Превосходен портрет Шамиля. Казалось бы, монументальная неподвижность имама («лицо его с постоянно сощуренными маленькими глазами было, как каменное, совершенно неподвижно») сближает его с окостеневшим Николаем. Однако это внешняя близость. В царе неподвижность и окаменелость уже не маска властителя, а суть, омертвление, безжизненность. Неподвижность Шамиля — характерная «азиатская» черта, стиль поведения, освященный вековой традицией. Как будто перекликается с некоторыми деталями простого быта Николая и непритязательная одежда имама. На самом деле и здесь можно говорить лишь о внешнем сходстве. Скромный наряд Шамиля, контрастируя с роскошным убранством свиты, естественен, «предписан», эффектно создает «впечатление величия», жесткая постель и плащ Николая I — бездарное лицедейство, подражание Наполеону.

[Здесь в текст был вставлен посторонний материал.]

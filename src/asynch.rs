//! Async loading and saving over [`embedded_io_async`] handles.
//!
//! Walks the file exactly like [`Pcm::load`] and [`Pcm::save`], seeking to
//! every offset before reading or writing.

use crate::error::{Error, IoError};
use crate::header::{HEADER_LEN, Header, PCM_FMT_BLOCK_LEN};
use crate::pcm::Pcm;
use crate::storage::READ_CHUNK_LEN;
use alloc::vec::Vec;
use embedded_io_async::{Read, Seek, SeekFrom, Write};

struct AsyncCursor<'s, T> {
    inner: &'s mut T,
    offset: u64,
}

impl<'s, T> AsyncCursor<'s, T>
where
    T: Seek,
{
    fn new(inner: &'s mut T) -> Self {
        AsyncCursor { inner, offset: 0 }
    }

    async fn seek(&mut self) -> Result<(), IoError<T::Error>> {
        self.inner
            .seek(SeekFrom::Start(self.offset))
            .await
            .map_err(IoError::Storage)?;
        Ok(())
    }
}

impl<T> AsyncCursor<'_, T>
where
    T: Read + Seek,
{
    async fn read(&mut self, buf: &mut [u8]) -> Result<(), IoError<T::Error>> {
        tracing::trace!(offset = self.offset, len = buf.len(), "read");
        self.seek().await?;

        let mut filled = 0;
        while filled < buf.len() {
            match self.inner.read(&mut buf[filled..]).await {
                Ok(0) => break,
                Ok(n) => filled += n,
                Err(e) => return Err(IoError::Storage(e)),
            }
        }

        if filled < buf.len() {
            return Err(Error::TruncatedInput {
                offset: self.offset,
                needed: buf.len(),
                available: filled,
            }
            .into());
        }

        self.offset += filled as u64;
        Ok(())
    }

    async fn read_to_vec(&mut self, len: usize) -> Result<Vec<u8>, IoError<T::Error>> {
        let start = self.offset;
        let mut data = Vec::new();

        while data.len() < len {
            let filled = data.len();
            let n = (len - filled).min(READ_CHUNK_LEN);
            data.resize(filled + n, 0);

            match self.read(&mut data[filled..]).await {
                Ok(()) => {}
                Err(IoError::Codec(Error::TruncatedInput { available, .. })) => {
                    return Err(Error::TruncatedInput {
                        offset: start,
                        needed: len,
                        available: filled + available,
                    }
                    .into());
                }
                Err(e) => return Err(e),
            }
        }

        Ok(data)
    }

    async fn skip(&mut self, len: usize) -> Result<(), IoError<T::Error>> {
        let mut scratch = [0; 64];
        let mut remaining = len;
        while remaining > 0 {
            let n = remaining.min(scratch.len());
            self.read(&mut scratch[..n]).await?;
            remaining -= n;
        }
        Ok(())
    }
}

impl<T> AsyncCursor<'_, T>
where
    T: Write + Seek,
{
    async fn write(&mut self, buf: &[u8]) -> Result<(), IoError<T::Error>> {
        tracing::trace!(offset = self.offset, len = buf.len(), "write");
        self.seek().await?;

        let mut written = 0;
        while written < buf.len() {
            match self.inner.write(&buf[written..]).await {
                Ok(0) => break,
                Ok(n) => written += n,
                Err(e) => return Err(IoError::Storage(e)),
            }
        }

        if written < buf.len() {
            return Err(Error::ShortWrite {
                offset: self.offset,
                requested: buf.len(),
                written,
            }
            .into());
        }

        self.offset += written as u64;
        Ok(())
    }
}

/// Read a [`Pcm`] from an async reader
pub async fn load<R>(reader: &mut R) -> Result<Pcm, IoError<R::Error>>
where
    R: Read + Seek,
{
    let mut cursor = AsyncCursor::new(reader);

    let mut preamble = [0; 20];
    cursor.read(&mut preamble[0..4]).await?;
    cursor.read(&mut preamble[4..8]).await?;
    cursor.read(&mut preamble[8..20]).await?;
    let mut header = Header::decode_preamble(&preamble)?;

    let mut block = [0; PCM_FMT_BLOCK_LEN];
    cursor.read(&mut block).await?;
    header.decode_fmt_block(&block);
    cursor
        .skip(header.fmt_block_size as usize - PCM_FMT_BLOCK_LEN)
        .await?;

    let mut data_chunk = [0; 8];
    cursor.read(&mut data_chunk).await?;
    header.decode_data_chunk(&data_chunk)?;

    let offset = cursor.offset;
    let data = cursor.read_to_vec(header.data_size as usize).await?;

    tracing::debug!(offset, data_size = data.len(), "loaded pcm");

    Ok(Pcm { header, data })
}

/// Write a [`Pcm`] to an async writer, starting at offset 0
pub async fn save<W>(pcm: &Pcm, writer: &mut W) -> Result<(), IoError<W::Error>>
where
    W: Write + Seek,
{
    let header: [u8; HEADER_LEN] = pcm.header.to_bytes(pcm.data.len())?;

    let mut cursor = AsyncCursor::new(writer);
    cursor.write(&header).await?;
    cursor.write(&pcm.data).await?;
    cursor.inner.flush().await.map_err(IoError::Storage)?;

    tracing::debug!(bytes = cursor.offset, "saved pcm");

    Ok(())
}
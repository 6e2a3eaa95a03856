//! Basic `no_std` codec for PCM wave files in both byte orders: little-endian
//! `RIFF` and big-endian `RIFX`.
//!
//! Reading a wave file:
//! ```
//! use pcmwav::{ByteOrder, Pcm};
//!
//! let bytes: [u8; 48] = [
//!     0x52, 0x49, 0x46, 0x58, // RIFX
//!     0x00, 0x00, 0x00, 0x28, // file size
//!     0x57, 0x41, 0x56, 0x45, // WAVE
//!     0x66, 0x6d, 0x74, 0x20, // fmt_
//!     0x00, 0x00, 0x00, 0x10, // format block size
//!     0x00, 0x01, // audio format
//!     0x00, 0x02, // num channels
//!     0x00, 0x00, 0xac, 0x44, // sample rate
//!     0x00, 0x02, 0xb1, 0x10, // byte rate
//!     0x00, 0x04, // block align
//!     0x00, 0x10, // bits per sample
//!     0x64, 0x61, 0x74, 0x61, // data
//!     0x00, 0x00, 0x00, 0x04, // data size
//!     0x01, 0x00, 0xff, 0xff, // frame L+R
//! ];
//!
//! let pcm = Pcm::from_bytes(&bytes).unwrap();
//!
//! assert_eq!(pcm.header.byte_order(), ByteOrder::BigEndian);
//! assert_eq!(pcm.header.num_channels, 2);
//! assert_eq!(pcm.header.sample_rate, 44_100);
//! assert_eq!(pcm.data, vec![0x01, 0x00, 0xff, 0xff]);
//! assert_eq!(pcm.to_bytes().unwrap(), bytes);
//! ```
//!
//! Writing one second of an A4 tone to disk (requires the "std" feature):
//! ```
//! # #[cfg(feature = "std")]
//! # fn main() -> Result<(), Box<dyn std::error::Error>> {
//! use pcmwav::Pcm;
//!
//! let mut pcm = Pcm::cd_quality();
//! pcm.allocate_frames(44_100)?;
//!
//! for frame in 0..pcm.frame_count() {
//!     pcm.synthesize_tone(32_000, frame * 4, 44_100.0, 440.0 * frame as f64)?;
//! }
//!
//! let path = std::env::temp_dir().join("pcmwav_a4.wav");
//! pcm.save_file(&path)?;
//!
//! let loaded = Pcm::load_file(&path)?;
//! assert_eq!(loaded.header.data_size, 176_400);
//! # std::fs::remove_file(&path)?;
//! # Ok(())
//! # }
//! # #[cfg(not(feature = "std"))]
//! # fn main() {}
//! ```

#![cfg_attr(all(not(test), not(feature = "std")), no_std)]
#![warn(missing_docs)]

extern crate alloc;

mod error;
mod header;
mod pcm;
mod storage;

#[cfg(feature = "io")]
pub mod asynch;

pub use error::{Error, IoError};
pub use header::{
    ByteOrder, CD_SAMPLE_RATE, DAT_SAMPLE_RATE, DATA_MARKER, FMT_MARKER, HEADER_LEN, Header,
    PCM_FMT_BLOCK_LEN, PCM_FORMAT, RIFF, RIFX, Tag, WAVE,
};
pub use pcm::Pcm;
pub use storage::Storage;

#[cfg(feature = "io")]
pub use storage::IoStorage;
#[cfg(feature = "std")]
pub use storage::{File, FileError};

Толстой дает обобщенный портрет «азиатского» деспота, почти лишенный индивидуальных черт. Тем сильнее впечатление от всегда прищуренных маленьких глаз Шамиля — прорыв сквозь всеобщее в личное, в «преисподнюю» деспота. Прищуренные глаза имама, в которых сконцентрировалось всё злое, жестокое, вероломное, вселяют не меньший ужас, чем холодный взгляд Николая I. Почти во всем противопоставленные, разные, Николай I и Шамиль совпадают в надындивидуальной и наднациональной плоскости деспотизма, неограниченного самовластного произвола. Так Толстой достиг «крайне любопытного параллелизма», но не прямолинейными сопоставлениями двух деспотов и «полюсов» деспотизма (этого в повести нет), а неуловимым смещением повествования вглубь, подспудным сцеплением художественных мыслей.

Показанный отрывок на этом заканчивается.